Piers stopped dead in his walk and faced him. "No,—no, I'm not!" he said, speaking quickly, unrestrainedly. "I'm a good deal to her, but I'm not that. She gives, but she never offers. If I went off on a journey round the world to-morrow, she'd see me go quite cheerfully, and she'd wait serenely till I came back again. She'd never fret. Above all, she'd never dream of coming to look for me."
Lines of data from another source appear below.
//! Format conversion: document to delivery artifact.

/// Subprocess-backed converter (rasterizer + transcoder).
pub mod external;
/// Formats, options and the [`format::Converter`] trait.
pub mod format;
/// Recording converter for tests.
pub mod memory;
/// In-process svg/png/jpg converter.
pub mod raster;
use std::{
    fs::File,
    io::{BufReader, Write as _},
    path::{Path, PathBuf},
    sync::Arc,
    time::Duration,
};

use anyhow::Context as _;
use clap::{Parser, Subcommand};
use tracing::level_filters::LevelFilter;
use tracing_subscriber::EnvFilter;

use stratum::convert::external::is_program_available;
use stratum::{
    AnimationSettings, ConfigOverrides, Design, Engine, ExportController, ExportRequest,
    InMemoryDesignStore, JobStatus, QualityTier, RenderOptions, StratumConfig, WorkerPool,
};

#[derive(Parser, Debug)]
#[command(name = "stratum", version, about = "Render and export layered designs")]
struct Cli {
    /// Base log level (trace|debug|info|warn|error|off). `RUST_LOG` directives still apply.
    #[arg(long = "log-level", global = true, value_name = "LEVEL")]
    log_level: Option<String>,

    #[command(subcommand)]
    cmd: Command,
}

#[derive(Subcommand, Debug)]
enum Command {
    /// Render a design and print the drawing document as JSON.
    Render(RenderArgs),
    /// Render a design to an SVG file.
    Svg(SvgArgs),
    /// Export a design through the job pipeline and wait for the result.
    Export(Box<ExportArgs>),
}

#[derive(Parser, Debug)]
struct RenderArgs {
    /// Input design JSON.
    #[arg(long)]
    design: PathBuf,

    /// Pretty-print the document.
    #[arg(long)]
    pretty: bool,
}

#[derive(Parser, Debug)]
struct SvgArgs {
    /// Input design JSON.
    #[arg(long)]
    design: PathBuf,

    /// Output SVG path; `-` writes to stdout.
    #[arg(long)]
    out: PathBuf,
}

#[derive(Parser, Debug)]
struct ExportArgs {
    /// Input design JSON.
    #[arg(long)]
    design: PathBuf,

    /// Target format (png, jpg, svg, pdf, gif, mp4, webm).
    #[arg(long)]
    format: String,

    /// Output width in pixels.
    #[arg(long)]
    width: Option<u32>,

    /// Output height in pixels.
    #[arg(long)]
    height: Option<u32>,

    /// Uniform scale factor, used when neither width nor height is given.
    #[arg(long)]
    scale: Option<f64>,

    /// Quality tier.
    #[arg(long, value_parser = parse_quality)]
    quality: Option<QualityTier>,

    /// Drop the background for formats with an alpha channel.
    #[arg(long)]
    transparent: bool,

    /// Override the background color.
    #[arg(long = "background", value_name = "COLOR")]
    background_color: Option<String>,

    /// Animation duration in milliseconds for video formats.
    #[arg(long = "duration-ms")]
    duration_ms: Option<u64>,

    /// Frames per second for video formats.
    #[arg(long)]
    fps: Option<u32>,

    /// Conversion backend.
    #[arg(long, value_enum, default_value_t = Engine::External)]
    engine: Engine,

    /// Optional TOML configuration file.
    #[arg(long, env = "STRATUM_CONFIG_FILE", value_name = "PATH")]
    config: Option<PathBuf>,

    /// Override the export root directory.
    #[arg(long = "out-dir", value_name = "DIR")]
    out_dir: Option<PathBuf>,

    /// Override the number of worker threads.
    #[arg(long)]
    workers: Option<usize>,

    /// Override the conversion timeout.
    #[arg(long = "timeout-secs", value_name = "SECONDS")]
    timeout_secs: Option<u64>,

    /// Override the rasterizer program.
    #[arg(long, value_name = "PROGRAM")]
    rasterizer: Option<PathBuf>,

    /// Override the transcoder program.
    #[arg(long, value_name = "PROGRAM")]
    transcoder: Option<PathBuf>,
}

fn main() -> anyhow::Result<()> {
    let cli = Cli::parse();
    match cli.cmd {
        Command::Render(args) => {
            init_tracing(parse_level(cli.log_level.as_deref())?)?;
            cmd_render(args)
        }
        Command::Svg(args) => {
            init_tracing(parse_level(cli.log_level.as_deref())?)?;
            cmd_svg(args)
        }
        Command::Export(args) => cmd_export(*args, cli.log_level),
    }
}

fn parse_level(level: Option<&str>) -> anyhow::Result<LevelFilter> {
    level
        .unwrap_or("info")
        .parse::<LevelFilter>()
        .map_err(|e| anyhow::anyhow!("invalid --log-level: {e}"))
}

fn parse_quality(s: &str) -> Result<QualityTier, String> {
    QualityTier::parse(s).map_err(|e| e.to_string())
}

fn init_tracing(level: LevelFilter) -> anyhow::Result<()> {
    let filter = EnvFilter::builder()
        .with_default_directive(level.into())
        .from_env_lossy();
    tracing_subscriber::fmt()
        .with_env_filter(filter)
        .with_writer(std::io::stderr)
        .with_target(true)
        .try_init()
        .map_err(|e| anyhow::anyhow!("failed to install tracing subscriber: {e}"))
}

fn read_design(path: &Path) -> anyhow::Result<Design> {
    let f = File::open(path).with_context(|| format!("open design '{}'", path.display()))?;
    let design: Design = serde_json::from_reader(BufReader::new(f))
        .with_context(|| format!("parse design '{}'", path.display()))?;
    Ok(design)
}

fn asset_root(design_path: &Path) -> PathBuf {
    design_path
        .parent()
        .filter(|p| !p.as_os_str().is_empty())
        .unwrap_or_else(|| Path::new("."))
        .to_path_buf()
}

fn render_opts(design_path: &Path) -> RenderOptions {
    RenderOptions {
        animation: None,
        asset_root: Some(asset_root(design_path)),
    }
}

fn cmd_render(args: RenderArgs) -> anyhow::Result<()> {
    let design = read_design(&args.design)?;
    let doc = stratum::render_with(&design, &render_opts(&args.design))?;
    let json = if args.pretty {
        serde_json::to_string_pretty(&doc)?
    } else {
        serde_json::to_string(&doc)?
    };
    let mut out = std::io::stdout().lock();
    writeln!(out, "{json}").context("write document to stdout")?;
    Ok(())
}

fn cmd_svg(args: SvgArgs) -> anyhow::Result<()> {
    let design = read_design(&args.design)?;
    let doc = stratum::render_with(&design, &render_opts(&args.design))?;
    let svg = stratum::to_svg(&doc);
    if args.out.as_os_str() == "-" {
        std::io::stdout()
            .lock()
            .write_all(svg.as_bytes())
            .context("write svg to stdout")?;
        return Ok(());
    }
    if let Some(parent) = args.out.parent().filter(|p| !p.as_os_str().is_empty()) {
        std::fs::create_dir_all(parent)
            .with_context(|| format!("create output directory '{}'", parent.display()))?;
    }
    std::fs::write(&args.out, svg.as_bytes())
        .with_context(|| format!("write svg '{}'", args.out.display()))?;
    eprintln!("wrote {}", args.out.display());
    Ok(())
}

fn cmd_export(args: ExportArgs, log_level: Option<String>) -> anyhow::Result<()> {
    let mut config = StratumConfig::load(args.config.as_deref())?;
    config.apply_overrides(&ConfigOverrides {
        export_root: args.out_dir.clone(),
        workers: args.workers,
        conversion_timeout_secs: args.timeout_secs,
        rasterizer: args.rasterizer.clone(),
        transcoder: args.transcoder.clone(),
        default_quality: None,
        log_level,
    });
    config.validate().context("validate configuration")?;
    init_tracing(config.level_filter()?)?;

    if args.engine == Engine::External {
        for program in [&config.rasterizer, &config.transcoder] {
            if !is_program_available(program) {
                tracing::warn!(program = %program.display(), "converter program is not available");
            }
        }
    }

    let design = read_design(&args.design)?;
    let design_id = design.id;
    let designs = Arc::new(InMemoryDesignStore::new());
    designs.insert(design)?;

    let controller: Arc<ExportController> = Arc::new(config.build_controller(
        designs,
        args.engine,
        Some(asset_root(&args.design)),
    )?);
    let pool = WorkerPool::spawn(Arc::clone(&controller), config.workers)?;

    let animation = (args.duration_ms.is_some() || args.fps.is_some()).then(|| {
        let defaults = AnimationSettings::default();
        AnimationSettings {
            duration_ms: args.duration_ms.unwrap_or(defaults.duration_ms),
            fps: args.fps.unwrap_or(defaults.fps),
            loop_playback: defaults.loop_playback,
        }
    });
    let request = ExportRequest {
        quality: args.quality,
        width: args.width,
        height: args.height,
        scale: args.scale,
        transparent: args.transparent,
        background_color: args.background_color,
        animation,
        ..ExportRequest::new(design_id, args.format)
    };
    let id = controller.submit(request)?;

    // rasterize and transcode steps are each bounded by the conversion timeout
    let budget = config.conversion_timeout() * 2 + Duration::from_secs(30);
    let view = controller.wait(id, budget)?;
    pool.shutdown()?;

    println!("{}", serde_json::to_string_pretty(&view)?);
    match view.status {
        JobStatus::Completed => {
            let artifact = view
                .artifact
                .context("completed job has no artifact metadata")?;
            eprintln!(
                "exported {} ({} bytes)",
                artifact.path.display(),
                artifact.size_bytes
            );
            Ok(())
        }
        status => {
            let reason = view
                .error
                .map(|e| format!("{}: {}", e.code, e.message))
                .unwrap_or_else(|| "no error recorded".to_string());
            anyhow::bail!("export {id} ended {status}: {reason}")
        }
    }
}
The passionate utterance went into a sound that resembled a laugh, but it was a sound of such bitterness that Crowther was strongly moved.
He put his hand on Piers' shoulder and gave it an admonitory shake. "My dear lad, don't be a fool!" he said, with slow force. "You're consuming your own happiness—and hers too. You can't measure a woman's feelings like that. They are immeasurable. You can't even begin to fathom a woman's restraint—a woman's reserve. How can she offer when you are always demanding? As to her love, it is probably as infinitely great, as infinitely deep, as infinitely selfless, as yours is passionate, and fierce and insatiable. There are big possibilities in you, Piers; but you're not letting 'em grow. It would have done you good to have been kept waiting ten years or more. You're spoilt; that's what's the matter with you. You got your heart's desire too easily. You think this world is your own damn playground. And it isn't. Understand? You're put here to work, not play; to develop yourself, not batten on other people. You won her like a man in the face of desperate odds. You paid a heavy price for her. But even so, you don't deserve to keep her if you forget that she has paid too. By Heaven, Piers, she must have loved you a mighty lot to have done it!"
He paused, for Piers had made a sharp, involuntary movement as of a man in intolerable pain. He almost wrenched himself from Crowther's hand, and walked to the low wall of the terrace. Here he stood for many seconds quite motionless, gazing down over the quiet garden.
Finally he swung round, and looked at Crowther. "Yes," he said, in an odd tone as of one repeating something learned by heart. "I've got to remember that, haven't I? Thanks for—reminding me!" He stopped, seemed to collect himself, moved slowly forward. "You're a good chap, Crowther," he said. "I wonder you've never got married yourself, what?"
Crowther waited for him quietly, in his eyes that look of the man who has gazed for long over the wide spaces of the earth.
"I never married, sonny," he said, "because I had nothing to offer to the woman I cared for, and so—she never knew."
"By gad, old chap, I'm sorry," said Piers impulsively.